## Action item
Pull every line containing "abcd" from the entries.

## Entries shown
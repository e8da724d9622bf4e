//! Data Transfer Objects for API requests and responses.
//!
//! All DTOs use Serde for JSON serialization/deserialization; payload shape
//! limits are checked with validator. Per-link rules (URL syntax, shortcode
//! format, validity) are enforced by the services, not here.

pub mod drafts;
pub mod health;
pub mod shorten;
pub mod stats;
pub mod urls;
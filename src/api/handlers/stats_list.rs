//! Handler for aggregated link statistics.

use axum::{Json, extract::State};
use chrono::Utc;

use crate::api::dto::stats::StatsResponse;
use crate::error::AppError;
use crate::state::AppState;

/// Lists every live link with its usage, most recent first.
///
/// # Endpoint
///
/// `GET /api/stats`
///
/// # Response
///
/// ```json
/// {
///   "total": 1,
///   "items": [
///     {
///       "shortcode": "abcd",
///       "originalUrl": "https://example.com",
///       "createdAt": "2025-01-01T12:00:00Z",
///       "expiresAt": "2025-01-01T12:30:00Z",
///       "clickCount": 1,
///       "clickLog": [
///         { "timestamp": "2025-01-01T12:05:00Z", "source": "direct", "location": "10.0.0.1" }
///       ]
///     }
///   ]
/// }
/// ```
pub async fn stats_list_handler(
    State(state): State<AppState>,
) -> Result<Json<StatsResponse>, AppError> {
    let items = state.stats_service.summarize(Utc::now()).await?;

    Ok(Json(StatsResponse {
        total: items.len(),
        items,
    }))
}
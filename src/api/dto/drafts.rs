//! DTOs for pending-form drafts.

use serde::{Deserialize, Serialize};
use validator::Validate;

use crate::domain::entities::ShortenRequest;

/// The whole draft collection, read and replaced at once.
#[derive(Debug, Default, Serialize, Deserialize, Validate)]
pub struct DraftsPayload {
    #[validate(length(max = 5, message = "At most 5 drafts are kept"))]
    pub drafts: Vec<ShortenRequest>,
}
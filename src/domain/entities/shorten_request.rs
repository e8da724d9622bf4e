//! Shorten request entity (one submitted form row).

use serde::{Deserialize, Serialize};

/// A single submission to shorten a URL.
///
/// Transient: built per submission and never committed as a link. The same
/// shape is used for persisted pending-form drafts, which are stored before
/// any validation happens. Empty strings count as absent values.
#[derive(Debug, Clone, Default, PartialEq, Eq, Serialize, Deserialize)]
#[serde(rename_all = "camelCase")]
pub struct ShortenRequest {
    #[serde(default)]
    pub original_url: Option<String>,
    #[serde(default, alias = "validity")]
    pub requested_validity_minutes: Option<i64>,
    #[serde(default)]
    pub preferred_shortcode: Option<String>,
}

impl ShortenRequest {
    /// Creates a request for `url` with no validity or shortcode preference.
    pub fn new(original_url: impl Into<String>) -> Self {
        Self {
            original_url: Some(original_url.into()),
            ..Self::default()
        }
    }

    pub fn with_validity(mut self, minutes: i64) -> Self {
        self.requested_validity_minutes = Some(minutes);
        self
    }

    pub fn with_shortcode(mut self, shortcode: impl Into<String>) -> Self {
        self.preferred_shortcode = Some(shortcode.into());
        self
    }

    /// The submitted URL, or `None` when missing or empty.
    pub fn url(&self) -> Option<&str> {
        self.original_url.as_deref().filter(|s| !s.is_empty())
    }

    /// The preferred shortcode, or `None` when the user expressed no preference.
    pub fn preferred(&self) -> Option<&str> {
        self.preferred_shortcode.as_deref().filter(|s| !s.is_empty())
    }
}

#[cfg(test)]
mod tests {
    use super::*;

    #[test]
    fn test_builder_sets_fields() {
        let request = ShortenRequest::new("https://example.com/a")
            .with_validity(15)
            .with_shortcode("abcd");

        assert_eq!(request.url(), Some("https://example.com/a"));
        assert_eq!(request.requested_validity_minutes, Some(15));
        assert_eq!(request.preferred(), Some("abcd"));
    }

    #[test]
    fn test_empty_strings_are_absent() {
        let request = ShortenRequest {
            original_url: Some(String::new()),
            requested_validity_minutes: None,
            preferred_shortcode: Some(String::new()),
        };

        assert!(request.url().is_none());
        assert!(request.preferred().is_none());
    }

    #[test]
    fn test_accepts_form_field_alias() {
        let request: ShortenRequest = serde_json::from_str(
            r#"{ "originalUrl": "https://example.com", "validity": 45, "preferredShortcode": "" }"#,
        )
        .unwrap();

        assert_eq!(request.requested_validity_minutes, Some(45));
        assert!(request.preferred().is_none());
    }
}
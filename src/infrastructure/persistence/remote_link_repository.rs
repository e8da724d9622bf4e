//! Remote HTTP backend implementation of the link repository.

use std::time::Duration;

use async_trait::async_trait;
use chrono::{DateTime, Utc};
use reqwest::header::ACCEPT;
use reqwest::{Client, Response, StatusCode, Url};
use serde::{Deserialize, Serialize};
use tracing::debug;

use crate::domain::entities::{ClickEvent, LinkRecord};
use crate::domain::repositories::{LinkRepository, sort_most_recent_first};
use crate::error::AppError;

/// Request body for `POST {base}/urls`.
#[derive(Debug, Serialize)]
struct CreateBody<'a> {
    url: &'a str,
    #[serde(skip_serializing_if = "Option::is_none")]
    validity: Option<i64>,
    shortcode: &'a str,
}

/// Success body for `POST {base}/urls`.
#[derive(Debug, Deserialize)]
struct CreateReply {
    #[serde(rename = "shortUrl", alias = "shortenedUrl")]
    short_url: String,
}

/// Store backed by a remote shortening service.
///
/// The remote service owns uniqueness; a 409 reply means another writer
/// holds the code.
///
/// | Operation      | Request                                |
/// |----------------|----------------------------------------|
/// | `create`       | `POST {base}/urls`                     |
/// | `find`         | `GET {base}/urls/{shortcode}`          |
/// | `list_live`    | `GET {base}/urls`                      |
/// | `record_click` | `POST {base}/urls/{shortcode}/clicks`  |
pub struct RemoteLinkRepository {
    client: Client,
    base_url: Url,
    token: Option<String>,
}

impl RemoteLinkRepository {
    /// Creates a client for `base_url` (e.g. `http://host:3000/api`).
    ///
    /// # Errors
    ///
    /// Returns [`AppError::Internal`] if `base_url` is not an absolute
    /// http(s) URL or the HTTP client cannot be built.
    pub fn new(
        base_url: impl AsRef<str>,
        token: Option<String>,
        timeout: Duration,
    ) -> Result<Self, AppError> {
        let base_url = Url::parse(base_url.as_ref())
            .map_err(|e| AppError::internal(format!("invalid backend URL: {e}")))?;
        if base_url.cannot_be_a_base() {
            return Err(AppError::internal(format!(
                "backend URL cannot carry a path: {base_url}"
            )));
        }

        let client = Client::builder()
            .timeout(timeout)
            .build()
            .map_err(|e| AppError::internal(format!("failed to build HTTP client: {e}")))?;

        Ok(Self {
            client,
            base_url,
            token,
        })
    }

    /// `{base}/seg/seg..`, each segment percent-encoded.
    fn endpoint(&self, segments: &[&str]) -> Url {
        let mut url = self.base_url.clone();
        if let Ok(mut path) = url.path_segments_mut() {
            path.pop_if_empty().extend(segments);
        }
        url
    }

    fn authorize(&self, request: reqwest::RequestBuilder) -> reqwest::RequestBuilder {
        match &self.token {
            Some(token) => request.bearer_auth(token),
            None => request,
        }
    }

    async fn get(&self, url: Url) -> Result<Response, AppError> {
        self.authorize(self.client.get(url))
            .header(ACCEPT, "application/json")
            .send()
            .await
            .map_err(|e| AppError::StoreUnavailable(describe_transport_error(&e)))
    }
}

fn describe_transport_error(err: &reqwest::Error) -> String {
    if err.is_timeout() {
        "backend request timed out".to_string()
    } else if err.is_connect() {
        format!("cannot reach backend: {err}")
    } else {
        format!("backend request failed: {err}")
    }
}

/// Pulls a human-readable message out of an error reply.
///
/// Understands `{"error": {"message": ..}}`, `{"message": ..}` and
/// `{"error": ".."}`; anything else is returned as raw text.
async fn error_message(response: Response) -> String {
    let status = response.status();
    let text = response.text().await.unwrap_or_default();

    let parsed = serde_json::from_str::<serde_json::Value>(&text)
        .ok()
        .and_then(|body| {
            body.pointer("/error/message")
                .or_else(|| body.get("message"))
                .or_else(|| body.get("error"))
                .and_then(|v| v.as_str())
                .map(str::to_string)
        });

    match parsed {
        Some(message) => message,
        None if text.trim().is_empty() => status
            .canonical_reason()
            .unwrap_or("backend error")
            .to_string(),
        None => text,
    }
}

#[async_trait]
impl LinkRepository for RemoteLinkRepository {
    async fn create(&self, record: LinkRecord) -> Result<(), AppError> {
        let validity = record
            .expires_at
            .map(|expires_at| (expires_at - record.created_at).num_minutes());
        let body = CreateBody {
            url: &record.original_url,
            validity,
            shortcode: &record.shortcode,
        };

        let response = self
            .authorize(self.client.post(self.endpoint(&["urls"])))
            .header(ACCEPT, "application/json")
            .json(&body)
            .send()
            .await
            .map_err(|e| AppError::BackendError {
                status: None,
                message: describe_transport_error(&e),
            })?;

        let status = response.status();
        if status == StatusCode::CONFLICT {
            return Err(AppError::DuplicateCode {
                code: record.shortcode,
            });
        }
        if !status.is_success() {
            return Err(AppError::BackendError {
                status: Some(status.as_u16()),
                message: error_message(response).await,
            });
        }

        let reply: CreateReply = response.json().await.map_err(|e| AppError::BackendError {
            status: Some(status.as_u16()),
            message: format!("invalid create reply: {e}"),
        })?;
        debug!(shortcode = %record.shortcode, short_url = %reply.short_url, "Backend accepted link");

        Ok(())
    }

    async fn find(&self, shortcode: &str) -> Result<Option<LinkRecord>, AppError> {
        let response = self.get(self.endpoint(&["urls", shortcode])).await?;

        let status = response.status();
        if status == StatusCode::NOT_FOUND {
            return Ok(None);
        }
        if !status.is_success() {
            return Err(AppError::StoreUnavailable(format!(
                "GET /urls/{shortcode} returned {status}"
            )));
        }

        response
            .json::<LinkRecord>()
            .await
            .map(Some)
            .map_err(|e| AppError::StoreUnavailable(format!("invalid record payload: {e}")))
    }

    async fn list_live(&self, now: DateTime<Utc>) -> Result<Vec<LinkRecord>, AppError> {
        let response = self.get(self.endpoint(&["urls"])).await?;

        let status = response.status();
        if !status.is_success() {
            return Err(AppError::StoreUnavailable(format!(
                "GET /urls returned {status}"
            )));
        }

        let mut live: Vec<LinkRecord> = response
            .json::<Vec<LinkRecord>>()
            .await
            .map_err(|e| AppError::StoreUnavailable(format!("invalid /urls payload: {e}")))?
            .into_iter()
            .filter(|record| record.is_live_at(now))
            .collect();

        sort_most_recent_first(&mut live);
        Ok(live)
    }

    async fn record_click(&self, shortcode: &str, event: ClickEvent) -> Result<(), AppError> {
        let response = self
            .authorize(self.client.post(self.endpoint(&["urls", shortcode, "clicks"])))
            .json(&event)
            .send()
            .await
            .map_err(|e| AppError::StoreUnavailable(describe_transport_error(&e)))?;

        let status = response.status();
        if status == StatusCode::NOT_FOUND {
            return Err(AppError::NotFound {
                code: shortcode.to_string(),
            });
        }
        if !status.is_success() {
            return Err(AppError::StoreUnavailable(format!(
                "click append for {shortcode} failed with {status}: {}",
                error_message(response).await
            )));
        }

        debug!(shortcode, "Click forwarded to backend");
        Ok(())
    }

    fn backend_name(&self) -> &'static str {
        "remote"
    }
}
//! Handler for the batch shortening endpoint.

use axum::{Json, extract::State};
use validator::Validate;

use crate::api::dto::shorten::{
    BatchSummary, ShortenBatchRequest, ShortenResponse, ShortenResultItem,
};
use crate::application::services::BatchReport;
use crate::domain::entities::ShortenRequest;
use crate::error::AppError;
use crate::state::AppState;

/// Creates shortened URLs for one to five long URLs.
///
/// # Endpoint
///
/// `POST /api/shorten`
///
/// # Batch Processing
///
/// Items are processed in order and independently. A failed item never
/// aborts its siblings; it carries its own error instead.
///
/// # Request Body
///
/// ```json
/// {
///   "urls": [
///     { "url": "https://example.com", "validity": 60, "shortcode": "abcd" },
///     { "url": "https://example.org" }
///   ]
/// }
/// ```
///
/// # Response
///
/// ```json
/// {
///   "summary": { "total": 2, "successful": 1, "failed": 1 },
///   "message": "some items failed",
///   "items": [
///     {
///       "originalUrl": "https://example.com",
///       "shortcode": "abcd",
///       "shortUrl": "http://localhost:3000/abcd",
///       "createdAt": "2025-01-01T12:00:00Z",
///       "expiresAt": "2025-01-01T13:00:00Z"
///     },
///     {
///       "originalUrl": "https://example.org",
///       "error": { "code": "shortcode_taken", "message": "...", "details": {} }
///     }
///   ]
/// }
/// ```
///
/// # Errors
///
/// Returns 400 Bad Request if the batch is empty or has more than five items.
pub async fn shorten_handler(
    State(state): State<AppState>,
    Json(payload): Json<ShortenBatchRequest>,
) -> Result<Json<ShortenResponse>, AppError> {
    payload.validate()?;

    let requests: Vec<ShortenRequest> = payload.urls.into_iter().map(Into::into).collect();
    let report = state.link_service.shorten_batch(&requests).await;

    Ok(Json(into_response(&state, report)))
}

fn into_response(state: &AppState, report: BatchReport) -> ShortenResponse {
    let summary = BatchSummary {
        total: report.total(),
        successful: report.successful(),
        failed: report.failed(),
    };
    let message = report.message();

    let items = report
        .items
        .into_iter()
        .map(|item| match item.outcome {
            Ok(record) => ShortenResultItem::Success {
                short_url: state.short_url(&record.shortcode),
                original_url: record.original_url,
                shortcode: record.shortcode,
                created_at: record.created_at,
                expires_at: record.expires_at,
            },
            Err(err) => ShortenResultItem::Error {
                original_url: item.original_url,
                error: err.to_error_info(),
            },
        })
        .collect();

    ShortenResponse {
        summary,
        message,
        items,
    }
}
//! API route configuration.

use crate::api::handlers::{
    create_url_handler, get_drafts_handler, get_url_handler, health_handler, list_urls_handler,
    put_drafts_handler, record_click_handler, shorten_handler, stats_handler,
    stats_list_handler,
};
use crate::state::AppState;
use axum::{
    Router,
    routing::{get, post},
};

/// All API routes, mounted under `/api`.
///
/// # Endpoints
///
/// - `POST /shorten`           - Shorten up to five URLs in one batch
/// - `POST /urls`              - Shorten one URL (remote backend wire format)
/// - `GET  /urls`              - Live links as a bare array
/// - `GET  /urls/{shortcode}`  - Newest record for a code, expired or not
/// - `POST /urls/{shortcode}/clicks` - Append a click resolved elsewhere
/// - `GET  /stats`             - Live links with usage, most recent first
/// - `GET  /stats/{shortcode}` - Usage of a single link
/// - `GET  /drafts`            - Read pending form drafts
/// - `PUT  /drafts`            - Replace pending form drafts
/// - `GET  /health`            - Store and telemetry status
pub fn api_routes() -> Router<AppState> {
    Router::new()
        .route("/shorten", post(shorten_handler))
        .route("/urls", get(list_urls_handler).post(create_url_handler))
        .route("/urls/{shortcode}", get(get_url_handler))
        .route("/urls/{shortcode}/clicks", post(record_click_handler))
        .route("/stats", get(stats_list_handler))
        .route("/stats/{shortcode}", get(stats_handler))
        .route("/drafts", get(get_drafts_handler).put(put_drafts_handler))
        .route("/health", get(health_handler))
}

## Output for this task
///       "shortcode": "abcd",
            .with_shortcode("abcd");
        assert_eq!(request.preferred(), Some("abcd"));
///     { "url": "https://example.com", "validity": 60, "shortcode": "abcd" },
///       "shortcode": "abcd",
///       "shortUrl": "http://localhost:3000/abcd",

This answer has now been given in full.